*** Block opens ***

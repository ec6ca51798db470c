pub type Result<T, E = Error> = std::result::Result<T, E>;

#[derive(Debug, thiserror::Error)]
pub enum Error {
	#[error(transparent)]
	Http(#[from] reqwest::Error),
	#[error(transparent)]
	Json(#[from] serde_json::Error),
	#[error("{message}")]
	InvalidResponse { message: String },
	#[error("environment variable {var} holding the API key is not set")]
	MissingApiKey { var: String },
	#[error("gave up after {attempts} attempts: {last}")]
	RetriesExhausted {
		attempts: u32,
		#[source]
		last: Box<Error>,
	},
}

impl Error {
	pub fn invalid_response(message: impl Into<String>) -> Self {
		Self::InvalidResponse { message: message.into() }
	}
}
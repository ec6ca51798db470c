//! Process start-up: every long-lived handle is built here once, from
//! configuration, and handed to the components that use it.

use std::path::Path;
use std::sync::Arc;

use anyhow::Context;
use tracing::info;

use cinematch_core::config::Config;
use cinematch_core::corpus::Corpus;
use cinematch_core::settings::Settings;
use cinematch_embed::load_embedder;
use cinematch_hybrid::HybridRetriever;
use cinematch_llm::{gemini, FeatureExtractor, GeminiClient, QueryExpander, RecommendationWriter, ResilientGenerator};
use cinematch_rerank::{load_cross_encoder, Reranker};
use cinematch_text::Bm25Index;
use cinematch_vector::LanceVectorIndex;

use crate::pipeline::Collaborators;

pub type Retriever = HybridRetriever<Bm25Index, LanceVectorIndex>;
pub type Generator = ResilientGenerator<GeminiClient>;

/// The retrieval side of the process: corpus, both indexes, relevance model.
pub struct Handles {
    pub settings: Settings,
    pub retriever: Retriever,
    pub reranker: Reranker,
}

pub fn load_config(dir: Option<&Path>) -> anyhow::Result<Config> {
    let config = match dir {
        Some(dir) => Config::load_from(dir),
        None => Config::load(),
    };
    config.context("loading configuration")
}

pub fn load_handles(config: &Config) -> anyhow::Result<Handles> {
    let settings = config.settings()?;
    let corpus_path = config.path(&settings.data.corpus_path);
    let corpus = Arc::new(Corpus::load(&corpus_path)?);

    let embedder = load_embedder(&config.path(&settings.models.embedding_dir), settings.models.max_len, settings.models.embed_batch_size)
        .context("loading sentence encoder")?;
    let vector = LanceVectorIndex::open(
        &config.path(&settings.data.lancedb_dir),
        &settings.data.vector_table,
        &settings.data.meta_table,
        &corpus,
        embedder.embedder_id(),
    )?;
    let text = Bm25Index::from_corpus(&corpus).context("building lexical index")?;
    let retriever = HybridRetriever::new(corpus, text, vector, embedder, settings.filters)?;

    let cross_encoder = load_cross_encoder(&config.path(&settings.models.reranker_dir), settings.models.max_len)
        .context("loading cross-encoder")?;
    info!(rows = retriever.corpus().len(), filters = ?settings.filters, "retrieval ready");
    Ok(Handles { settings, retriever, reranker: Reranker::new(cross_encoder) })
}

/// One Gemini client per collaborator, each with its own model and rate limit.
pub fn load_collaborators(settings: &Settings, corpus: &Corpus) -> anyhow::Result<Collaborators<Generator>> {
    let llm = &settings.llm;
    Ok(Collaborators {
        expander: QueryExpander::new(gemini(llm, &llm.hyde)?),
        extractor: FeatureExtractor::new(gemini(llm, &llm.extractor)?, corpus.genre_vocabulary()),
        writer: RecommendationWriter::new(gemini(llm, &llm.recommendation)?),
    })
}
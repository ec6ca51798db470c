use thiserror::Error;

/// Failures surfaced by the retrieval core.
///
/// Filter problems are reported as [`Error::FilterMismatch`] but never abort a
/// query: the offending filter stage is skipped and logged.
#[derive(Debug, Error)]
pub enum Error {
    #[error("Invalid configuration: {0}")]
    Configuration(String),

    #[error("Retrieval unavailable: {0}")]
    RetrievalUnavailable(String),

    #[error("Filter mismatch: {0}")]
    FilterMismatch(String),
}

impl Error {
    /// Wrap a backend failure (index, embedder, relevance model) raised mid-query.
    pub fn retrieval(context: &str, err: &anyhow::Error) -> Self {
        Self::RetrievalUnavailable(format!("{context}: {err:#}"))
    }

    /// Wrap a failure raised while loading resources at startup.
    pub fn configuration(context: &str, err: &anyhow::Error) -> Self {
        Self::Configuration(format!("{context}: {err:#}"))
    }
}

pub type Result<T> = std::result::Result<T, Error>;
//! Offline build: fill in summaries, embed every row, write the vector table.

use std::path::PathBuf;

use anyhow::{ensure, Context};
use clap::Parser;
use indicatif::{ProgressBar, ProgressStyle};
use tracing::{info, warn};

use cinematch_core::corpus::Corpus;
use cinematch_core::traits::Embedder;
use cinematch_core::types::MovieRecord;
use cinematch_embed::load_embedder;
use cinematch_llm::{gemini, GeminiClient, Summarizer, TextGenerator};
use cinematch_vector::write_vector_table;

use crate::bootstrap::load_config;

/// Summaries written between two saves of the enriched corpus.
const CHECKPOINT_EVERY: usize = 25;

#[derive(Debug, Parser)]
#[command(name = "cinematch-indexer", about = "Build the movie vector index from the corpus", rename_all = "kebab")]
pub struct IndexerArgs {
    /// Directory holding config.toml.
    #[arg(long, short = 'c', value_name = "DIR")]
    pub config_dir: Option<PathBuf>,
    /// Corpus file to index instead of `data.corpus_path`.
    #[arg(long, value_name = "FILE")]
    pub corpus: Option<PathBuf>,
    /// Generate missing summaries with the summary model instead of copying the plot.
    #[arg(long)]
    pub summarize: bool,
    /// Texts per embedding call.
    #[arg(long, value_name = "N")]
    pub batch_size: Option<usize>,
}

#[derive(Debug, Default, Clone, Copy, PartialEq, Eq)]
pub struct SummaryStats {
    pub generated: usize,
    pub from_plot: usize,
}

pub fn run_indexer(args: IndexerArgs) -> anyhow::Result<()> {
    let config = load_config(args.config_dir.as_deref())?;
    let settings = config.settings()?;
    let corpus_path = args.corpus.clone().unwrap_or_else(|| config.path(&settings.data.corpus_path));
    let mut corpus = Corpus::load(&corpus_path)?;
    ensure!(!corpus.is_empty(), "corpus {} has no rows", corpus_path.display());

    let stats = if args.summarize {
        let summarizer = Summarizer::new(gemini(&settings.llm, &settings.llm.summary)?);
        fill_summaries(&mut corpus, Some(&summarizer), |c| c.save(&corpus_path))?
    } else {
        fill_summaries(&mut corpus, None::<&Summarizer<GeminiClient>>, |_| Ok(()))?
    };
    corpus.save(&corpus_path).with_context(|| format!("saving {}", corpus_path.display()))?;
    info!(generated = stats.generated, from_plot = stats.from_plot, "summaries complete");

    let batch_size = args.batch_size.unwrap_or(settings.models.embed_batch_size);
    let embedder = load_embedder(&config.path(&settings.models.embedding_dir), settings.models.max_len, batch_size)?;
    let embeddings = embed_corpus(&corpus, embedder.as_ref(), batch_size)?;

    let db_path = config.path(&settings.data.lancedb_dir);
    write_vector_table(&db_path, &settings.data.vector_table, &settings.data.meta_table, &corpus, &embeddings, embedder.embedder_id())?;

    println!("✅ Indexed {} movies into {}", corpus.len(), db_path.display());
    println!("📊 Summaries: {} generated, {} copied from plot", stats.generated, stats.from_plot);
    Ok(())
}

/// Give every row a summary. Rows that already have one are left alone, so an
/// interrupted run resumes where it stopped; `checkpoint` is called every few
/// generated summaries. A row the summarizer fails on gets its plot.
pub fn fill_summaries<G: TextGenerator>(
    corpus: &mut Corpus,
    summarizer: Option<&Summarizer<G>>,
    mut checkpoint: impl FnMut(&Corpus) -> anyhow::Result<()>,
) -> anyhow::Result<SummaryStats> {
    let mut stats = SummaryStats::default();
    let pending: Vec<usize> = corpus.records().iter().enumerate().filter(|(_, r)| !r.has_summary()).map(|(i, _)| i).collect();
    if pending.is_empty() { return Ok(stats); }
    info!(pending = pending.len(), generate = summarizer.is_some(), "filling summaries");

    for row in pending {
        let summary = match summarizer {
            Some(s) => match s.summarize(&corpus.records()[row]) {
                Ok(text) => Some(text),
                Err(err) => {
                    warn!(row, error = %err, "summary failed, using plot");
                    None
                }
            },
            None => None,
        };
        let record: &mut MovieRecord = &mut corpus.records_mut()[row];
        match summary {
            Some(text) => {
                record.generated_summary = Some(text);
                stats.generated += 1;
                if stats.generated % CHECKPOINT_EVERY == 0 { checkpoint(&*corpus)?; }
            }
            None => {
                record.generated_summary = Some(record.plot.clone());
                stats.from_plot += 1;
            }
        }
    }
    Ok(stats)
}

/// Embed `record.embedding_text()` for every row, in order.
pub fn embed_corpus(corpus: &Corpus, embedder: &dyn Embedder, batch_size: usize) -> anyhow::Result<Vec<Vec<f32>>> {
    let texts: Vec<String> = corpus.records().iter().map(MovieRecord::embedding_text).collect();
    let pb = ProgressBar::new(texts.len() as u64);
    pb.set_style(
        ProgressStyle::default_bar()
            .template("{spinner:.green} [{elapsed_precise}] [{bar:40.cyan/blue}] {pos}/{len} movies ({percent}%) {msg}")?
            .progress_chars("#>-"),
    );
    let mut embeddings = Vec::with_capacity(texts.len());
    for chunk in texts.chunks(batch_size.max(1)) {
        let batch = embedder.embed_batch(chunk)?;
        ensure!(batch.len() == chunk.len(), "embedder returned {} vectors for {} texts", batch.len(), chunk.len());
        embeddings.extend(batch);
        pb.inc(chunk.len() as u64);
    }
    pb.finish_with_message("embedded");
    Ok(embeddings)
}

*** Block closes ***

Could you find each line in the entries that contains the string "chunk" and copy it?

    for chunk in texts.chunks(batch_size.max(1)) {
        let batch = embedder.embed_batch(chunk)?;
        ensure!(batch.len() == chunk.len(), "embedder returned {} vectors for {} texts", batch.len(), chunk.len());
        pb.inc(chunk.len() as u64);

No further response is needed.